Wild-type and mutant huntingtin are ubiquitously expressed in the CNS and peripheral tissue (Trottier et al., 1995), and thus, to test whether mutant huntingtin induces similar gene expression changes in peripheral cells, we analyzed the RNA extracted from primary fibroblasts taken from control and HD patients. Figure 1E shows that HD fibroblasts show a 35-45% reduction in HMGCoAred, Cyp51, and 7dhcred mRNA levels.

Together, these data indicate that there is a significant reduction in the mRNAs for HMGCoAred, Cyp51, and 7dhcred in HD mice and human subjects.

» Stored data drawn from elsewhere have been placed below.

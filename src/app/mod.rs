pub mod config;
pub mod file_logger;
pub mod notifications;
pub mod print_log;

pub use config::AppConfig;
pub use file_logger::init_logging;
pub use notifications::{notifier, Notifier};
pub use print_log::{LogStatus, PrintLog};
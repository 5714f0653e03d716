use minijinja::{context, Environment};

use super::document::{CashReport, NO_MOVEMENTS_PLACEHOLDER, REPORT_HEADING};
use super::layout::{PaperWidth, ResponsiveSizes};
use crate::error::AppError;

const TEMPLATE_NAME: &str = "cash_report.html";
const TEMPLATE_SOURCE: &str = include_str!("templates/cash_report.html");

/// Renders a `CashReport` into a standalone printable HTML document.
///
/// The template name ends in `.html`, so every interpolated value is
/// HTML-escaped by minijinja.
pub struct HtmlRenderer {
    env: Environment<'static>,
}

impl HtmlRenderer {
    pub fn new() -> Result<Self, AppError> {
        let mut env = Environment::new();
        env.add_template(TEMPLATE_NAME, TEMPLATE_SOURCE)?;
        Ok(Self { env })
    }

    pub fn render(
        &self,
        report: &CashReport,
        paper: PaperWidth,
        sizes: &ResponsiveSizes,
    ) -> Result<String, AppError> {
        let template = self.env.get_template(TEMPLATE_NAME)?;
        let html = template.render(context! {
            report => report,
            paper => paper.code(),
            sizes => sizes,
            heading => REPORT_HEADING,
            header_lines => report.header.detail_lines(),
            placeholder => NO_MOVEMENTS_PLACEHOLDER,
        })?;
        Ok(html)
    }
}
use std::collections::HashMap;
use std::sync::{Mutex, MutexGuard, PoisonError};

use async_trait::async_trait;
use chrono::Utc;
use uuid::Uuid;

use super::repository::{NewSale, SaleUpdate, TableBackend, TableUpdate};
use crate::error::AppError;
use crate::models::{RestaurantTable, SaleStatus, StoreId, TableSale, TableStatus};

/// Backend writes to fail on purpose, to exercise partial failures.
#[derive(Debug, Clone, Default)]
pub struct FailurePlan {
    pub fail_select: bool,
    pub fail_insert_sale: bool,
    pub fail_update_table: bool,
    pub fail_update_sale: bool,
}

#[derive(Default)]
struct StoreData {
    tables: Vec<RestaurantTable>,
    sales: Vec<TableSale>,
    next_sale_number: i64,
}

/// Process-local backend used when no hosted service is configured.
#[derive(Default)]
pub struct MemoryBackend {
    stores: Mutex<HashMap<StoreId, StoreData>>,
    failures: Mutex<FailurePlan>,
}

fn lock<T>(mutex: &Mutex<T>) -> MutexGuard<'_, T> {
    mutex.lock().unwrap_or_else(PoisonError::into_inner)
}

fn table(number: i32, name: &str, capacity: u32, location: Option<&str>) -> RestaurantTable {
    RestaurantTable {
        id: Uuid::new_v4().to_string(),
        number,
        name: name.to_string(),
        capacity,
        location: location.map(str::to_string),
        status: TableStatus::Livre,
        current_sale_id: None,
        current_sale: None,
        is_active: true,
    }
}

impl MemoryBackend {
    pub fn new() -> Self {
        Self::default()
    }

    /// Sample floor for both stores: a mix of statuses and one inactive table.
    pub fn demo() -> Self {
        let backend = Self::new();

        let mut store1 = vec![
            table(1, "Varanda", 4, Some("Área externa")),
            table(2, "Salão 1", 4, Some("Salão")),
            table(3, "Salão 2", 6, Some("Salão")),
            table(4, "Janela", 2, None),
            table(5, "Fundos", 8, None),
            table(6, "Balcão", 2, None),
        ];
        store1[4].status = TableStatus::Limpeza;
        let mut retired = table(9, "Depósito", 4, None);
        retired.is_active = false;
        store1.push(retired);

        let store2 = (1..=4)
            .map(|n| table(n, &format!("Mesa {}", n), 4, None))
            .collect();

        if let Some(one) = StoreId::new(1) {
            backend.seed(one, store1);
            backend.occupy_for_demo(one, 3, TableStatus::Ocupada, 2);
            backend.occupy_for_demo(one, 4, TableStatus::AguardandoConta, 1);
        }
        if let Some(two) = StoreId::new(2) {
            backend.seed(two, store2);
        }
        backend
    }

    pub fn seed(&self, store: StoreId, tables: Vec<RestaurantTable>) {
        let mut stores = lock(&self.stores);
        let data = stores.entry(store).or_default();
        data.tables = tables;
    }

    fn occupy_for_demo(&self, store: StoreId, number: i32, status: TableStatus, customers: u32) {
        let mut stores = lock(&self.stores);
        let data = stores.entry(store).or_default();
        data.next_sale_number += 1;
        let Some(table) = data.tables.iter_mut().find(|t| t.number == number) else {
            return;
        };
        let sale = TableSale {
            id: Uuid::new_v4().to_string(),
            sale_number: Some(data.next_sale_number),
            table_id: table.id.clone(),
            operator_name: "Operador".to_string(),
            customer_name: String::new(),
            customer_count: customers,
            subtotal: 45.98,
            discount_amount: 0.0,
            total_amount: 45.98,
            status: SaleStatus::Aberta,
            opened_at: Utc::now(),
            closed_at: None,
        };
        table.status = status;
        table.current_sale_id = Some(sale.id.clone());
        data.sales.push(sale);
    }

    pub fn set_failures(&self, plan: FailurePlan) {
        *lock(&self.failures) = plan;
    }

    pub fn sales(&self, store: StoreId) -> Vec<TableSale> {
        lock(&self.stores)
            .get(&store)
            .map(|data| data.sales.clone())
            .unwrap_or_default()
    }

    pub fn table(&self, store: StoreId, table_id: &str) -> Option<RestaurantTable> {
        lock(&self.stores)
            .get(&store)
            .and_then(|data| data.tables.iter().find(|t| t.id == table_id).cloned())
    }

    fn fail_if(
        &self,
        check: impl Fn(&FailurePlan) -> bool,
        operation: &str,
    ) -> Result<(), AppError> {
        if check(&lock(&self.failures)) {
            return Err(AppError::Backend(format!("simulated failure: {}", operation)));
        }
        Ok(())
    }
}

#[async_trait]
impl TableBackend for MemoryBackend {
    async fn select_active_tables(
        &self,
        store: StoreId,
    ) -> Result<Vec<RestaurantTable>, AppError> {
        self.fail_if(|plan| plan.fail_select, "select tables")?;
        let stores = lock(&self.stores);
        let Some(data) = stores.get(&store) else {
            return Ok(Vec::new());
        };

        let mut tables: Vec<RestaurantTable> = data
            .tables
            .iter()
            .filter(|t| t.is_active)
            .cloned()
            .map(|mut t| {
                t.current_sale = t
                    .current_sale_id
                    .as_ref()
                    .and_then(|id| data.sales.iter().find(|s| &s.id == id).cloned());
                t
            })
            .collect();
        tables.sort_by_key(|t| t.number);
        Ok(tables)
    }

    async fn insert_sale(&self, store: StoreId, sale: &NewSale) -> Result<TableSale, AppError> {
        self.fail_if(|plan| plan.fail_insert_sale, "insert sale")?;
        let mut stores = lock(&self.stores);
        let data = stores.entry(store).or_default();
        data.next_sale_number += 1;

        let created = TableSale {
            id: Uuid::new_v4().to_string(),
            sale_number: Some(data.next_sale_number),
            table_id: sale.table_id.clone(),
            operator_name: sale.operator_name.clone(),
            customer_name: sale.customer_name.clone(),
            customer_count: sale.customer_count,
            subtotal: sale.subtotal,
            discount_amount: sale.discount_amount,
            total_amount: sale.total_amount,
            status: sale.status,
            opened_at: sale.opened_at,
            closed_at: None,
        };
        data.sales.push(created.clone());
        Ok(created)
    }

    async fn update_table(
        &self,
        store: StoreId,
        table_id: &str,
        update: &TableUpdate,
    ) -> Result<(), AppError> {
        self.fail_if(|plan| plan.fail_update_table, "update table")?;
        let mut stores = lock(&self.stores);
        let table = stores
            .get_mut(&store)
            .and_then(|data| data.tables.iter_mut().find(|t| t.id == table_id))
            .ok_or_else(|| AppError::NotFound(format!("table {}", table_id)))?;
        table.status = update.status;
        table.current_sale_id = update.current_sale_id.clone();
        Ok(())
    }

    async fn update_sale(
        &self,
        store: StoreId,
        sale_id: &str,
        update: &SaleUpdate,
    ) -> Result<(), AppError> {
        self.fail_if(|plan| plan.fail_update_sale, "update sale")?;
        let mut stores = lock(&self.stores);
        let sale = stores
            .get_mut(&store)
            .and_then(|data| data.sales.iter_mut().find(|s| s.id == sale_id))
            .ok_or_else(|| AppError::NotFound(format!("sale {}", sale_id)))?;
        sale.status = update.status;
        sale.closed_at = Some(update.closed_at);
        Ok(())
    }
}
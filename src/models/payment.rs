use serde::{Deserialize, Serialize};

#[derive(Serialize, Deserialize, Debug, Clone, Copy, PartialEq, Eq, Default)]
#[serde(rename_all = "snake_case")]
pub enum PaymentMethod {
    #[default]
    Dinheiro,
    Pix,
    CartaoCredito,
    CartaoDebito,
    Voucher,
    Misto,
}

impl PaymentMethod {
    pub const ALL: [PaymentMethod; 6] = [
        PaymentMethod::Dinheiro,
        PaymentMethod::Pix,
        PaymentMethod::CartaoCredito,
        PaymentMethod::CartaoDebito,
        PaymentMethod::Voucher,
        PaymentMethod::Misto,
    ];

    pub fn code(self) -> &'static str {
        match self {
            PaymentMethod::Dinheiro => "dinheiro",
            PaymentMethod::Pix => "pix",
            PaymentMethod::CartaoCredito => "cartao_credito",
            PaymentMethod::CartaoDebito => "cartao_debito",
            PaymentMethod::Voucher => "voucher",
            PaymentMethod::Misto => "misto",
        }
    }

    pub fn label(self) -> &'static str {
        match self {
            PaymentMethod::Dinheiro => "Dinheiro",
            PaymentMethod::Pix => "PIX",
            PaymentMethod::CartaoCredito => "Cartão de Crédito",
            PaymentMethod::CartaoDebito => "Cartão de Débito",
            PaymentMethod::Voucher => "Voucher",
            PaymentMethod::Misto => "Pagamento Misto",
        }
    }

    pub fn from_code(code: &str) -> Option<Self> {
        Self::ALL.into_iter().find(|m| m.code() == code)
    }

    /// Only cash payments ask for change.
    pub fn takes_change(self) -> bool {
        matches!(self, PaymentMethod::Dinheiro)
    }
}

/// Display name for a payment code; unknown codes pass through verbatim.
pub fn payment_method_label(code: &str) -> &str {
    match PaymentMethod::from_code(code) {
        Some(method) => method.label(),
        None => code,
    }
}

#[cfg(test)]
mod tests {
    use super::*;

    #[test]
    fn test_known_codes_map_to_labels() {
        assert_eq!(payment_method_label("dinheiro"), "Dinheiro");
        assert_eq!(payment_method_label("cartao_credito"), "Cartão de Crédito");
        assert_eq!(payment_method_label("misto"), "Pagamento Misto");
    }

    #[test]
    fn test_unknown_code_passes_through() {
        assert_eq!(payment_method_label("ifood"), "ifood");
        assert_eq!(payment_method_label(""), "");
    }

    #[test]
    fn test_serde_uses_codes() {
        let json = serde_json::to_string(&PaymentMethod::CartaoDebito).unwrap();
        assert_eq!(json, "\"cartao_debito\"");
    }
}
mod document;
mod html;
mod layout;
mod preview;

pub use document::{
    AmountLine, BusinessIdentity, CashReport, CashReportBuilder, FooterBlock, MovementRow,
    SessionBlock, SummaryBlock, DISCLAIMER, NO_MOVEMENTS_PLACEHOLDER, OPEN_SESSION_LABEL,
};
pub use html::HtmlRenderer;
pub use layout::{PaperWidth, PrinterSettings, ResponsiveSizes, SettingsProvider};
pub use preview::{to_plain_text, PreviewLine, ReceiptPreview, TextSize, TextState};

#[cfg(test)]
pub(crate) use document::tests as fixtures;
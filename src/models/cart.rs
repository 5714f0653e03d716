use serde::Serialize;

use crate::error::AppError;

pub const DEMO_ITEM_CODE: &str = "ITEM001";
pub const DEMO_ITEM_NAME: &str = "Açaí 500ml";
pub const DEMO_ITEM_PRICE: f64 = 22.99;

/// A cart line. `subtotal` is always `unit_price * quantity`; fields are
/// private so it can only change through `set_quantity`.
#[derive(Serialize, Debug, Clone, PartialEq)]
pub struct CartItem {
    product_code: String,
    product_name: String,
    quantity: u32,
    unit_price: f64,
    subtotal: f64,
}

impl CartItem {
    pub fn new(
        product_code: impl Into<String>,
        product_name: impl Into<String>,
        quantity: u32,
        unit_price: f64,
    ) -> Result<Self, AppError> {
        if quantity == 0 {
            return Err(AppError::InvalidInput(
                "quantity must be positive".to_string(),
            ));
        }
        Ok(Self {
            product_code: product_code.into(),
            product_name: product_name.into(),
            quantity,
            unit_price,
            subtotal: unit_price * f64::from(quantity),
        })
    }

    pub fn demo() -> Self {
        Self {
            product_code: DEMO_ITEM_CODE.to_string(),
            product_name: DEMO_ITEM_NAME.to_string(),
            quantity: 1,
            unit_price: DEMO_ITEM_PRICE,
            subtotal: DEMO_ITEM_PRICE,
        }
    }

    pub fn product_code(&self) -> &str {
        &self.product_code
    }

    pub fn product_name(&self) -> &str {
        &self.product_name
    }

    pub fn quantity(&self) -> u32 {
        self.quantity
    }

    pub fn unit_price(&self) -> f64 {
        self.unit_price
    }

    pub fn subtotal(&self) -> f64 {
        self.subtotal
    }

    fn set_quantity(&mut self, quantity: u32) {
        self.quantity = quantity;
        self.subtotal = self.unit_price * f64::from(quantity);
    }
}

/// In-memory cart for one table session. Never persisted.
#[derive(Serialize, Debug, Clone, Default)]
pub struct Cart {
    items: Vec<CartItem>,
}

impl Cart {
    pub fn new() -> Self {
        Self::default()
    }

    pub fn items(&self) -> &[CartItem] {
        &self.items
    }

    pub fn len(&self) -> usize {
        self.items.len()
    }

    pub fn is_empty(&self) -> bool {
        self.items.is_empty()
    }

    pub fn push(&mut self, item: CartItem) {
        self.items.push(item);
    }

    pub fn add_demo_item(&mut self) {
        self.push(CartItem::demo());
    }

    pub fn remove(&mut self, index: usize) -> Result<CartItem, AppError> {
        if index >= self.items.len() {
            return Err(out_of_range(index));
        }
        Ok(self.items.remove(index))
    }

    /// Sets the quantity of a line; zero or negative removes the line.
    pub fn set_quantity(&mut self, index: usize, quantity: i64) -> Result<(), AppError> {
        if quantity <= 0 {
            return self.remove(index).map(|_| ());
        }
        let quantity = u32::try_from(quantity)
            .map_err(|_| AppError::InvalidInput(format!("quantity {} too large", quantity)))?;
        let item = self.items.get_mut(index).ok_or_else(|| out_of_range(index))?;
        item.set_quantity(quantity);
        Ok(())
    }

    pub fn total(&self) -> f64 {
        self.items.iter().map(CartItem::subtotal).sum()
    }
}

fn out_of_range(index: usize) -> AppError {
    AppError::NotFound(format!("cart line {}", index))
}
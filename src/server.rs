use std::net::SocketAddr;
use std::sync::Arc;

use crate::app::config::ServerConfig;
use crate::error::AppError;
use crate::routes::routes;
use crate::state::AppState;

/// Serves the bridge until Ctrl-C.
pub async fn run(state: Arc<AppState>, config: &ServerConfig) -> Result<(), AppError> {
    let addr = SocketAddr::from((config.host, config.port));

    let (bound, server) = warp::serve(routes(state))
        .try_bind_with_graceful_shutdown(addr, async {
            let _ = tokio::signal::ctrl_c().await;
            log::info!("Shutdown requested");
        })
        .map_err(|e| AppError::Internal(format!("failed to bind {}: {}", addr, e)))?;

    log::info!("PDV bridge listening on http://{}", bound);
    server.await;
    log::info!("Server stopped");
    Ok(())
}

To evaluate the biological relevance of these alterations, we next analyzed the activity of the mevalonate pathway in cultured human fibroblasts from control, heterozygous, and homozygous HD subjects. It is known that control fibroblasts exposed to complete medium produce negligible levels of de novo synthesized cholesterol (William and Avigan, 1972; Brown et al., 1978), but their exposure to LPDS containing medium led to a 15-fold increase in cholesterol production, a well standardized value that is also reported in the literature (Corsini et al., 1991). Importantly, when the heterozygous and homozygous HD fibroblasts were exposed to LPDS, the increase was, respectively, only eightfold and fourfold (Fig. 2a). These data suggest that HD cells are less capable of upregulating the mevalonate pathway in response to low levels of cholesterol. However, as shown in Figure 2b, 25-OH-cholesterol, a cholesterol derivative that blocks cholesterol biosynthesis by increasing cholesterol concentration in the endo-plasmatic reticulum (ER) (Brown et al., 2002), equally repressed the cholesterol biosynthesis induced by LPDS in control and homozygous HD fibroblasts, and the same occurred when low-density lipoproteins were added (Fig. 2b). These data indicate that human HD cells appropriately suppress cholesterol biosynthesis in response to high levels of sterols but that their ability to activate the pathway is severely affected.

Figure 2.

Figure 2.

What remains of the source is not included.